The Call of the Not-So-Wild,
or A Gentle Reminder of How Awesome My Friends Are
I went to happy hour on
Friday with a select group of folks from work. This came about because of a
lunch conversation during which we mentioned how blah and vanilla everyone
seems to be in our office. This bunch seemed to have the potential to be a fun
bunch, able to riff about pop culture nonsense on the same level as me, and
liked most of the same things I did. Add some alcohol to this mix and we should
have the recipe for a pretty good time.
Or so I thought.
We carefully selected our
test group for this first happy hour, making sure to only bring people we
wouldn’t mind knowing how we behave outside of work. A fun and well-stocked bar
near Boston Common was selected and we made our way. During the 10 minute
subway ride, the discussion was mostly work stuff…I figured they’re probably
just waiting until we’re in a more comfortable setting to start up the stories
of times they drank 22 beers during a 4 hour car ride, and other stories of
high jinks that every normal person gets into.

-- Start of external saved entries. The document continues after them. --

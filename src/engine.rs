//! The binding engine: turns a template tree into a data-bound tree.
//!
//! Binding clones the template, then rewrites the clone to a fixpoint. Three
//! rewrites exist: a node whose count resolves above one expands into that
//! many suffixed clones, a count of zero prunes the node, and a node with a
//! signature is checked against the data (a match clears the signature, a
//! mismatch is fatal unless the node is hinted, in which case it prunes).
//! Every rewrite restarts the scan from the root, so rewrites triggered by
//! earlier rewrites are picked up naturally.

use log::{debug, trace};

use crate::data::DataProvider;
use crate::err::{Error, Result};
use crate::factory::TemplateFactory;
use crate::props::Property;
use crate::resolve::Resolver;
use crate::tree::{NodeId, Tree};

enum Action {
    Expand(NodeId, u64),
    Prune(NodeId),
    Validate(NodeId),
}

/// Rewrites template clones into data-bound trees.
#[derive(Debug, Default)]
pub struct BindingEngine {
    factory: TemplateFactory,
}

impl BindingEngine {
    pub fn new() -> Self {
        BindingEngine {
            factory: TemplateFactory::new(),
        }
    }

    /// Clones `template` and rewrites the clone against `data` until no
    /// expansion, pruning or validation remains.
    pub fn bind(&self, template: &Tree, data: &mut dyn DataProvider) -> Result<Tree> {
        let mut bound = self.factory.clone_tree(template);
        while let Some(action) = self.find_actionable(&bound, data)? {
            match action {
                Action::Expand(id, count) => self.expand(&mut bound, id, count),
                Action::Prune(id) => {
                    debug!("pruning node {:?} (count resolved to 0)", bound.node(id).name);
                    bound.detach(id);
                }
                Action::Validate(id) => self.validate(&mut bound, id, data)?,
            }
        }
        Ok(bound)
    }

    /// First rewritable node in pre-order. The root never expands or prunes
    /// (there is nothing to splice it into), but its signature still counts.
    fn find_actionable(
        &self,
        tree: &Tree,
        data: &mut dyn DataProvider,
    ) -> Result<Option<Action>> {
        let mut resolver = Resolver::new(tree, data);
        for id in tree.pre_order(tree.root()) {
            if id != tree.root() {
                let count = resolver.count(id)?;
                if count == 0 {
                    return Ok(Some(Action::Prune(id)));
                }
                if count > 1 {
                    return Ok(Some(Action::Expand(id, count)));
                }
            }
            if tree.node(id).signature.is_some() {
                return Ok(Some(Action::Validate(id)));
            }
        }
        Ok(None)
    }

    /// Replaces `id` in its parent's child list with `count` clones named
    /// `name-0` through `name-(count-1)`, each with its count pinned to 1.
    fn expand(&self, tree: &mut Tree, id: NodeId, count: u64) {
        let Some(parent) = tree.parent(id) else {
            return;
        };
        let Some(position) = tree.position_in_parent(id) else {
            return;
        };
        debug!(
            "expanding node {:?} into {count} clones",
            tree.node(id).name
        );

        let mut clones = Vec::with_capacity(count as usize);
        for index in 0..count {
            let clone = self.factory.duplicate(tree, id, index as usize);
            tree.node_mut(clone).count = Property::constant(1);
            clones.push(clone);
        }

        let mut children = tree.children(parent).to_vec();
        children.splice(position..=position, clones);
        tree.replace_children(parent, children);
        tree.detach(id);
    }

    /// Compares the node's signature with the bytes at its address. The gap
    /// between a mismatch and a read past the end of the data is immaterial,
    /// so a short read counts as a mismatch against no bytes.
    fn validate(&self, tree: &mut Tree, id: NodeId, data: &mut dyn DataProvider) -> Result<()> {
        let Some(expected) = tree.node(id).signature.clone() else {
            return Ok(());
        };
        let address = Resolver::new(tree, data).absolute_address(id)?;
        let found = match data.read_at(address, expected.len()) {
            Ok(found) => found,
            Err(Error::OutOfBounds { .. }) => Vec::new(),
            Err(e) => return Err(e),
        };
        if found == expected {
            trace!(
                "signature of node {:?} matched at address {address:#x}",
                tree.node(id).name
            );
            tree.node_mut(id).signature = None;
            Ok(())
        } else if tree.node(id).hint {
            debug!(
                "signature of hinted node {:?} mismatched at address {address:#x}, pruning",
                tree.node(id).name
            );
            tree.detach(id);
            Ok(())
        } else {
            Err(Error::SignatureMismatch {
                address,
                expected,
                found,
            })
        }
    }
}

We arrived at our location, bellied up to the bar, and placed our orders:
A house red wine, not the most fun, but whatever, to each their own.
We arrived at our location, bellied up to the bar, and placed our orders:
A house red wine, not the most fun, but whatever, to each their own.
Another wine, this one
something I can pronounce, but not spell, so I’ll just say it was red-ish.
A draft beer, one of the
funky brands on tap; good selection, ok, now we’re getting somewhere.

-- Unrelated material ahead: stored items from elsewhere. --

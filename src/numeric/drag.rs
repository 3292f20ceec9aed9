//! Pointer-driven continuous adjustment.

use super::bounds::Bounds;
use super::pointer::PointerId;
use super::transform::TransformType;

/// Converts a pixel distance into a numeric delta.
pub type DeltaToChange = fn(f64) -> f64;

/// Default drag scaling: one pixel is one unit.
pub fn process_drag(delta: f64) -> f64 {
    delta
}

/// Pointer pressed on a widget.
#[derive(Clone, Copy, Debug, PartialEq)]
pub struct PointerDown {
    pub pointer: PointerId,
    /// Absolute horizontal position.
    pub position: f64,
}

/// Pointer moved while pressed.
#[derive(Clone, Copy, Debug, PartialEq)]
pub struct PointerMove {
    pub pointer: PointerId,
    /// Absolute horizontal position. Bounded by the screen edge.
    pub position: f64,
    /// Relative horizontal movement since the previous event.
    pub movement: f64,
}

/// Scaling applied to a pixel delta before it reaches the value.
#[derive(Clone, Copy, Debug)]
pub struct DragScaling {
    pub delta_to_change: DeltaToChange,
    pub drag_factor: f64,
    pub transform: TransformType,
}

impl DragScaling {
    /// Numeric change for a pixel delta.
    pub fn change(&self, pixels: f64) -> f64 {
        (self.delta_to_change)(pixels) * self.drag_factor * self.transform.drag_scale()
    }
}

/// State of one drag gesture, from pointer-down to pointer-up.
#[derive(Clone, Debug, PartialEq)]
pub struct DragSession {
    pointer: PointerId,
    moved: bool,
    uses_pointer_lock: bool,
    previous_position: f64,
    lock_accumulator: f64,
    remainder: f64,
}

impl DragSession {
    pub fn start(pointer: PointerId, position: f64) -> Self {
        Self {
            pointer,
            moved: false,
            uses_pointer_lock: false,
            previous_position: position,
            lock_accumulator: 0.0,
            remainder: 0.0,
        }
    }

    pub fn pointer(&self) -> PointerId {
        self.pointer
    }

    /// Whether any movement changed the position during this gesture.
    pub fn moved(&self) -> bool {
        self.moved
    }

    /// Whether movement has been read from the infinite-drag lock.
    pub fn uses_pointer_lock(&self) -> bool {
        self.uses_pointer_lock
    }

    /// Value lost to quantization so far, carried into the next move.
    pub fn remainder(&self) -> f64 {
        self.remainder
    }

    /// Pixel delta for a movement event.
    ///
    /// While locked, relative movement is summed into a virtual position; the
    /// accumulator is seeded from the last absolute position when the lock is
    /// first observed so the switch does not jump.
    pub fn position_delta(&mut self, event: &PointerMove, locked: bool) -> f64 {
        let position = if locked {
            if !self.uses_pointer_lock {
                self.uses_pointer_lock = true;
                self.lock_accumulator = self.previous_position;
            }
            self.lock_accumulator += event.movement;
            self.lock_accumulator
        } else {
            event.position
        };
        let delta = position - self.previous_position;
        self.previous_position = position;
        if delta != 0.0 {
            self.moved = true;
        }
        delta
    }

    /// Applies a pixel delta to `value` and returns the committed value.
    ///
    /// The pre-quantization continuation is kept in the remainder, so several
    /// small moves land on the same value as one move of the same total.
    pub fn advance(
        &mut self,
        value: f64,
        pixels: f64,
        scaling: &DragScaling,
        bounds: &Bounds,
    ) -> f64 {
        let candidate = value + self.remainder + scaling.change(pixels);
        let committed = bounds.apply(candidate, scaling.transform.default_step());
        self.remainder = candidate - committed;
        committed
    }
}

A double IPA (my order), in
the bottle, thank you, no glass is needed. I have no time for pouring! Besides,
my beverage was immediately enveloped by my trusty coozy, all the better to
keep it cool and delicious, you see.
After ordering, the
conversation picked back up and was still work-based. Hmm…this is got to stop
before it makes my Friday evening suck. So I asked what plans everyone had for
the weekend. One was hanging with her sister,
catching up on some DVR’d TV, the other was relaxing after just coming back
from vacation, and the third was heading to a late dinner that night with a
friend, then probably shopping with her boyfriend that weekend. Jeez, it sounded
blah. All I needed was Frank the Tank saying there might even be a trip to Home
Depot…you know, if there’s enough time.
We eventually moved to a
table, and chatter bounced from work to some of the places around Boston that
are fun to go for a beer and an appetizer. Helpful restaurant suggestions to be
sure, but still a little tame. No one felt the need to share any new
ridiculously convoluted sexual positions with colorful names, like the Jamaican
Chimney Sweep or the Mexican Avalanche.
No one decided to randomly break into song, or serenade the next table
with Journey, or even John Cougar Mellencamp. And no one really seemed all that excited to
be out and about in a wonderful city on a Friday night, pay day at that, a
little money in our pockets and an appetite for silliness.
What the shit?
That’s when I realized something:
Florida isn’t the most delightful place; that’s why I left. But it’s not
necessarily things in a place that make it wonderful. It’s the people. And in Florida, I know a lot
of people who live there amongst the riff-raff (quite possibly making up a
significant part of the riff-raff population) who are delightfully whimsical
and with whom a good time can be had anywhere, anytime, doing quite literally
anything. After six months in Boston, I’m
still on the lookout for similar personalities up here.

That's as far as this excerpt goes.